_Instructions for the task_:
Copy out all the lines of the data that hold the word "must".

_Data section_:
//! container-router CLI Binary
//!
//! Evaluates host to container routing against a routing profile.

use anyhow::Context;
use clap::Parser;
use container_router::cli::{Cli, RunContext};
use container_router::config::ConfigLoader;
use container_router::logging::{init_logging, LoggingConfig};
use std::process;
use tracing::{error, info};

#[tokio::main]
async fn main() {
    let cli = Cli::parse();

    let logging_config = build_logging_config(&cli);
    if let Err(e) = init_logging(Some(&logging_config)) {
        eprintln!("Failed to initialize logging: {}", e);
        process::exit(1);
    }

    match run(&cli).await {
        Ok(output) => {
            info!("Command completed successfully");
            println!("{}", output);
        }
        Err(e) => {
            error!("Command failed: {:#}", e);
            eprintln!("{:#}", e);
            process::exit(1);
        }
    }
}

async fn run(cli: &Cli) -> anyhow::Result<String> {
    let context = RunContext::new(cli.workspace.clone(), cli.config.clone())
        .context("Failed to load configuration")?;
    let output = context.execute(&cli.command).await?;
    Ok(output)
}

/// Build logging configuration from CLI args and config file.
/// Precedence: CLI flags override config file override defaults.
fn build_logging_config(cli: &Cli) -> LoggingConfig {
    let mut config = if let Some(ref config_path) = cli.config {
        ConfigLoader::load_from_file(config_path)
            .ok()
            .map(|c| c.logging)
            .unwrap_or_default()
    } else {
        ConfigLoader::load(&cli.workspace)
            .ok()
            .map(|c| c.logging)
            .unwrap_or_default()
    };

    if cli.verbose {
        config.level = "debug".to_string();
    }
    if let Some(ref level) = cli.log_level {
        config.level = level.clone();
    }
    if let Some(ref format) = cli.log_format {
        config.format = format.clone();
    }
    if let Some(ref output) = cli.log_output {
        config.output = output.clone();
    }
    config
}
//! End-to-end routing scenarios
//!
//! Tests cover:
//! - Host rule into another container
//! - Unknown host with and without a default container
//! - Host rule to no container
//! - Private tabs
//! - keepOldTabs handling

use super::test_utils::{browser, top_level};
use container_router::coordinator::DisposalOutcome;
use container_router::types::{CookieStoreId, TabId};
use container_router::RoutingAction;

#[tokio::test]
async fn test_host_rule_moves_navigation_into_work_container() {
    let b = browser(
        r#"
[hosts]
"example.com" = "work-container"

[[tabs]]
id = 1
index = 0
cookieStoreId = "personal-container"

[[tabs]]
id = 2
index = 1
active = true
cookieStoreId = "personal-container"
"#,
    );

    let handled = b.router.handle_request(top_level("https://example.com/", 2)).await;
    assert!(handled.response.cancel);

    let (created, disposal) = handled.tasks.expect("redirect launched").join().await;
    let created = created.unwrap();
    assert_eq!(disposal.unwrap(), DisposalOutcome::Removed);

    let (options, _) = b.tabs.created().pop().unwrap();
    assert_eq!(options.index, 2);
    assert_eq!(options.cookie_store_id, Some(CookieStoreId::new("work-container")));
    assert!(options.active);

    let tab = b.tabs.snapshot(created).unwrap();
    assert_eq!(tab.cookie_store_id, CookieStoreId::new("work-container"));
    assert!(b.tabs.snapshot(TabId(2)).is_none());
    assert_eq!(b.tabs.removed(), vec![TabId(2)]);
}

#[tokio::test]
async fn test_unknown_host_without_default_does_nothing() {
    let b = browser(
        r#"
[[tabs]]
id = 1
index = 0
cookieStoreId = "personal-container"
"#,
    );

    let handled = b
        .router
        .handle_request(top_level("https://unknown.example/", 1))
        .await;
    assert!(!handled.response.cancel);
    assert_eq!(handled.action, RoutingAction::None);
    assert!(handled.tasks.is_none());
    assert!(b.tabs.operations().is_empty());
}

#[tokio::test]
async fn test_unknown_host_with_default_container() {
    let b = browser(
        r#"
[preferences]
defaultContainer = true
"defaultContainer.cookieStoreId" = "shopping-container"

[[tabs]]
id = 1
index = 0
cookieStoreId = "personal-container"
"#,
    );

    let handled = b
        .router
        .handle_request(top_level("https://unknown.example/", 1))
        .await;
    assert!(handled.response.cancel);
    let (created, _) = handled.tasks.unwrap().join().await;

    let tab = b.tabs.snapshot(created.unwrap()).unwrap();
    assert_eq!(tab.cookie_store_id, CookieStoreId::new("shopping-container"));
    assert_eq!(b.resolver.calls(), 1);
}

#[tokio::test]
async fn test_no_container_rule_reopens_uncontained_with_opener() {
    let b = browser(
        r#"
[hosts]
"bank.example" = "firefox-default"

[[tabs]]
id = 1
index = 0
cookieStoreId = "shopping-container"

[[tabs]]
id = 2
index = 1
openerTabId = 1
cookieStoreId = "shopping-container"
"#,
    );

    let handled = b.router.handle_request(top_level("https://bank.example/", 2)).await;
    assert!(handled.response.cancel);
    match &handled.action {
        RoutingAction::Redirect(plan) => assert_eq!(plan.target, None),
        RoutingAction::None => panic!("expected a redirect"),
    }

    let (created, _) = handled.tasks.unwrap().join().await;
    let tab = b.tabs.snapshot(created.unwrap()).unwrap();
    assert!(tab.cookie_store_id.is_no_container());
    assert_eq!(tab.opener_tab_id, Some(TabId(1)));

    let (options, _) = b.tabs.created().pop().unwrap();
    assert_eq!(options.cookie_store_id, None);
    assert_eq!(options.opener_tab_id, None);
}

#[tokio::test]
async fn test_private_tab_is_left_alone() {
    let b = browser(
        r#"
[hosts]
"example.com" = "work-container"

[[tabs]]
id = 1
index = 0
incognito = true
cookieStoreId = "firefox-private"
"#,
    );

    let response = b.router.on_before_request(top_level("https://example.com/", 1)).await;
    assert!(!response.cancel);
    assert!(b.tabs.operations().is_empty());
}

#[tokio::test]
async fn test_keep_old_tabs_preference_keeps_source() {
    let b = browser(
        r#"
[hosts]
"example.com" = "work-container"

[preferences]
keepOldTabs = true

[[tabs]]
id = 1
index = 0
cookieStoreId = "personal-container"
"#,
    );

    let handled = b.router.handle_request(top_level("https://example.com/", 1)).await;
    let (_, disposal) = handled.tasks.unwrap().join().await;
    assert_eq!(disposal.unwrap(), DisposalOutcome::Kept);
    assert!(b.tabs.snapshot(TabId(1)).is_some());
    assert_eq!(b.tabs.all().len(), 2);
}

#[tokio::test]
async fn test_keep_old_tabs_read_failure_removes_source() {
    let b = browser(
        r#"
[hosts]
"example.com" = "work-container"

[preferences]
keepOldTabs = true

[[tabs]]
id = 1
index = 0
cookieStoreId = "personal-container"
"#,
    );
    b.preferences.fail_key("keepOldTabs");

    let handled = b.router.handle_request(top_level("https://example.com/", 1)).await;
    let (_, disposal) = handled.tasks.unwrap().join().await;
    assert_eq!(disposal.unwrap(), DisposalOutcome::Removed);
    assert_eq!(b.tabs.removed(), vec![TabId(1)]);
}
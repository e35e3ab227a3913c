//! Logging System
//!
//! Structured logging using the `tracing` crate. Level, format and destination
//! come from the `[logging]` config section and can be overridden through
//! `CONTAINER_ROUTER_LOG*` environment variables.

use crate::error::RouterError;
use serde::{Deserialize, Serialize};
use std::collections::HashMap;
use std::path::PathBuf;
use tracing_subscriber::fmt::time::ChronoUtc;
use tracing_subscriber::{fmt, layer::SubscriberExt, util::SubscriberInitExt, EnvFilter, Registry};

pub const ENV_LOG: &str = "CONTAINER_ROUTER_LOG";
pub const ENV_LOG_FORMAT: &str = "CONTAINER_ROUTER_LOG_FORMAT";
pub const ENV_LOG_OUTPUT: &str = "CONTAINER_ROUTER_LOG_OUTPUT";

/// Logging configuration
#[derive(Debug, Clone, Serialize, Deserialize)]
pub struct LoggingConfig {
    /// Log level: trace, debug, info, warn, error, off
    #[serde(default = "default_log_level")]
    pub level: String,

    /// Output format: json, text (default: text)
    #[serde(default = "default_format")]
    pub format: String,

    /// Output destination: stdout, stderr, file
    #[serde(default = "default_output")]
    pub output: String,

    /// Log file path (if output is "file")
    #[serde(default = "default_log_file")]
    pub file: PathBuf,

    /// Enable colored output (text format only, stdout/stderr only)
    #[serde(default = "default_true")]
    pub color: bool,

    /// Module-specific log levels
    #[serde(default)]
    pub modules: HashMap<String, String>,
}

fn default_log_level() -> String {
    "info".to_string()
}

fn default_format() -> String {
    "text".to_string()
}

// stdout carries command output, so logs default to stderr
fn default_output() -> String {
    "stderr".to_string()
}

fn default_log_file() -> PathBuf {
    PathBuf::from("container-router.log")
}

fn default_true() -> bool {
    true
}

impl Default for LoggingConfig {
    fn default() -> Self {
        Self {
            level: default_log_level(),
            format: default_format(),
            output: default_output(),
            file: default_log_file(),
            color: default_true(),
            modules: HashMap::new(),
        }
    }
}

impl LoggingConfig {
    pub fn validate(&self) -> Result<(), String> {
        if !matches!(
            self.level.as_str(),
            "trace" | "debug" | "info" | "warn" | "error" | "off"
        ) {
            return Err(format!("Invalid log level: {}", self.level));
        }
        parse_format(&self.format)?;
        parse_output(&self.output)?;
        Ok(())
    }
}

#[derive(Debug, Clone, Copy, PartialEq, Eq)]
enum LogFormat {
    Text,
    Json,
}

#[derive(Debug, Clone, Copy, PartialEq, Eq)]
enum LogOutput {
    Stdout,
    Stderr,
    File,
}

fn parse_format(format: &str) -> Result<LogFormat, String> {
    match format {
        "text" => Ok(LogFormat::Text),
        "json" => Ok(LogFormat::Json),
        other => Err(format!(
            "Invalid log format: {} (must be 'json' or 'text')",
            other
        )),
    }
}

fn parse_output(output: &str) -> Result<LogOutput, String> {
    match output {
        "stdout" => Ok(LogOutput::Stdout),
        "stderr" => Ok(LogOutput::Stderr),
        "file" => Ok(LogOutput::File),
        other => Err(format!(
            "Invalid log output: {} (must be 'stdout', 'stderr', or 'file')",
            other
        )),
    }
}

/// Initialize the global subscriber
///
/// Priority order (highest to lowest):
/// 1. Environment variables (CONTAINER_ROUTER_LOG, _LOG_FORMAT, _LOG_OUTPUT)
/// 2. Configuration
/// 3. Defaults
pub fn init_logging(config: Option<&LoggingConfig>) -> Result<(), RouterError> {
    let filter = build_env_filter(config)?;
    let format = determine_format(config)?;
    let output = determine_output(config)?;
    let use_color = config.map(|c| c.color).unwrap_or(true);

    let base_subscriber = Registry::default().with(filter);

    macro_rules! install {
        ($writer:expr, $ansi:expr) => {
            match format {
                LogFormat::Json => base_subscriber
                    .with(
                        fmt::layer()
                            .json()
                            .with_target(true)
                            .with_timer(ChronoUtc::rfc_3339())
                            .with_writer($writer),
                    )
                    .try_init(),
                LogFormat::Text => base_subscriber
                    .with(
                        fmt::layer()
                            .with_target(true)
                            .with_timer(ChronoUtc::rfc_3339())
                            .with_ansi($ansi)
                            .with_writer($writer),
                    )
                    .try_init(),
            }
        };
    }

    let result = match output {
        LogOutput::Stdout => install!(std::io::stdout, use_color),
        LogOutput::Stderr => install!(std::io::stderr, use_color),
        LogOutput::File => {
            let file_writer = open_log_file(config)?;
            install!(std::sync::Mutex::new(file_writer), false)
        }
    };

    result.map_err(|e| RouterError::ConfigError(format!("Failed to install logger: {}", e)))
}

fn open_log_file(config: Option<&LoggingConfig>) -> Result<std::fs::File, RouterError> {
    let log_file = config
        .map(|c| c.file.clone())
        .unwrap_or_else(default_log_file);

    if let Some(parent) = log_file.parent() {
        if !parent.as_os_str().is_empty() {
            std::fs::create_dir_all(parent).map_err(|e| {
                RouterError::ConfigError(format!("Failed to create log directory: {}", e))
            })?;
        }
    }
    std::fs::OpenOptions::new()
        .create(true)
        .append(true)
        .open(&log_file)
        .map_err(|e| {
            RouterError::ConfigError(format!("Failed to open log file {:?}: {}", log_file, e))
        })
}

/// Build environment filter from config or environment variables
fn build_env_filter(config: Option<&LoggingConfig>) -> Result<EnvFilter, RouterError> {
    if let Ok(filter) = EnvFilter::try_from_env(ENV_LOG) {
        return Ok(filter);
    }

    let level = config.map(|c| c.level.as_str()).unwrap_or("info");
    if level == "off" {
        return Ok(EnvFilter::new("off"));
    }

    let mut filter = EnvFilter::new(level);
    if let Some(config) = config {
        for (module, module_level) in &config.modules {
            let directive = format!("{}={}", module, module_level);
            filter = filter.add_directive(directive.parse().map_err(|e| {
                RouterError::ConfigError(format!("Invalid log directive: {}", e))
            })?);
        }
    }

    Ok(filter)
}

fn determine_format(config: Option<&LoggingConfig>) -> Result<LogFormat, RouterError> {
    if let Ok(format) = std::env::var(ENV_LOG_FORMAT) {
        if let Ok(parsed) = parse_format(&format) {
            return Ok(parsed);
        }
    }
    let format = config.map(|c| c.format.as_str()).unwrap_or("text");
    parse_format(format).map_err(RouterError::ConfigError)
}

fn determine_output(config: Option<&LoggingConfig>) -> Result<LogOutput, RouterError> {
    if let Ok(output) = std::env::var(ENV_LOG_OUTPUT) {
        return parse_output(&output).map_err(RouterError::ConfigError);
    }
    let output = config.map(|c| c.output.as_str()).unwrap_or("stderr");
    parse_output(output).map_err(RouterError::ConfigError)
}

#[cfg(test)]
mod tests {
    use super::*;

    #[test]
    fn test_default_logging_config() {
        let config = LoggingConfig::default();
        assert_eq!(config.level, "info");
        assert_eq!(config.format, "text");
        assert_eq!(config.output, "stderr");
        assert!(config.color);
        assert!(config.validate().is_ok());
    }

    #[test]
    fn test_parse_output_destinations() {
        assert_eq!(parse_output("stdout").unwrap(), LogOutput::Stdout);
        assert_eq!(parse_output("file").unwrap(), LogOutput::File);
        assert!(parse_output("both").is_err());
    }

    #[test]
    fn test_invalid_level_rejected() {
        let config = LoggingConfig {
            level: "loud".to_string(),
            ..LoggingConfig::default()
        };
        assert!(config.validate().is_err());
    }
}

_Result of the task_:
            "Invalid log format: {} (must be 'json' or 'text')",
            "Invalid log output: {} (must be 'stdout', 'stderr', or 'file')",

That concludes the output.